### [Task brief]
Show each line of the listing in which the word "NaiveDateTime" occurs.
+ + + + + + +
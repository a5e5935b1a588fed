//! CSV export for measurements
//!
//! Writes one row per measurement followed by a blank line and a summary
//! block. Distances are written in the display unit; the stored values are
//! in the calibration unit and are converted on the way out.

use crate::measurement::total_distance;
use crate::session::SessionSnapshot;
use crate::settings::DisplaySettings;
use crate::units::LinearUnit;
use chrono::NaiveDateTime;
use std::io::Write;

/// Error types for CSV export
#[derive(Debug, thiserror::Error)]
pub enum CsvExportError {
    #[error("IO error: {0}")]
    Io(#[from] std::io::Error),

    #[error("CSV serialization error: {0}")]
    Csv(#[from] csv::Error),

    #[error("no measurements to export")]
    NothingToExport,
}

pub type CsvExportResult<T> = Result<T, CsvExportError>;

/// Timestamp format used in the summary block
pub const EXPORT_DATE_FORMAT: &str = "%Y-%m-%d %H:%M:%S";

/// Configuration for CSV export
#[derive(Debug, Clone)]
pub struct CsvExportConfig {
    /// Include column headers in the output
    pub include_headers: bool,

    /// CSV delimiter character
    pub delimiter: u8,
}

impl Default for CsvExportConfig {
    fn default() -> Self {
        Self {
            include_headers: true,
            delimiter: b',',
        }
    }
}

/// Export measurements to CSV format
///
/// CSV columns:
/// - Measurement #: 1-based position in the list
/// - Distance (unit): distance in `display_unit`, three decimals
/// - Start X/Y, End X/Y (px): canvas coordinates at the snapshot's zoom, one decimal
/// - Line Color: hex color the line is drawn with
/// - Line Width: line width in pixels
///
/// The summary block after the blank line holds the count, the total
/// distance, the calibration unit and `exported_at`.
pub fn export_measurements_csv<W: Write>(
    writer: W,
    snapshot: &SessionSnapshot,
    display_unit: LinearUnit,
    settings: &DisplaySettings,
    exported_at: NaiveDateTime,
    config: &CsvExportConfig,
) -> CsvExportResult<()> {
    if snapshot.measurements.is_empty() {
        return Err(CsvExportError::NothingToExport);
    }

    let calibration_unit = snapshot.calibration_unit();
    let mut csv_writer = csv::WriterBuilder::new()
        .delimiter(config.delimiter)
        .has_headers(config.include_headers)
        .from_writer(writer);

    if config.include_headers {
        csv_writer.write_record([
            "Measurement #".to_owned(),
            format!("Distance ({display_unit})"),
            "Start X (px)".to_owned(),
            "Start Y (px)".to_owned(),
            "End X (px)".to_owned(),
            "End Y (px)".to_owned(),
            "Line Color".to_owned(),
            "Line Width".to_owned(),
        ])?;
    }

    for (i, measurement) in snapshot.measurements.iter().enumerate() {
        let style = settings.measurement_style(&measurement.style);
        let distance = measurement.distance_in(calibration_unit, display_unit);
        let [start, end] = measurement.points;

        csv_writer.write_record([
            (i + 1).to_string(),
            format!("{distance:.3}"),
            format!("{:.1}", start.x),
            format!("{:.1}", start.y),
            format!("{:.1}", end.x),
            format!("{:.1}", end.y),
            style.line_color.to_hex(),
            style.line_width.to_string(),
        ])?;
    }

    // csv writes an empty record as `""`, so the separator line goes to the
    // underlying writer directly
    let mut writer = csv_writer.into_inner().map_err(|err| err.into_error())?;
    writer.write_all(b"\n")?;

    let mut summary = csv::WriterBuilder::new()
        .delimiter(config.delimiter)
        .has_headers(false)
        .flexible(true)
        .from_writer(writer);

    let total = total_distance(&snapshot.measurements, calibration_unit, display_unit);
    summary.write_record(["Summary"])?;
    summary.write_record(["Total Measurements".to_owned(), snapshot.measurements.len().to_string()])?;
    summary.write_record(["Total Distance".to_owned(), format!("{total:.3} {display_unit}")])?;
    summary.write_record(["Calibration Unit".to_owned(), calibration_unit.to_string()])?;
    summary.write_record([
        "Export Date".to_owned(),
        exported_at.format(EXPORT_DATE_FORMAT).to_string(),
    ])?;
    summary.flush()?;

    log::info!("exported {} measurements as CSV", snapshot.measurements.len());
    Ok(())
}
+ + + + + + +
### [Finished exercise]
use chrono::NaiveDateTime;
    exported_at: NaiveDateTime,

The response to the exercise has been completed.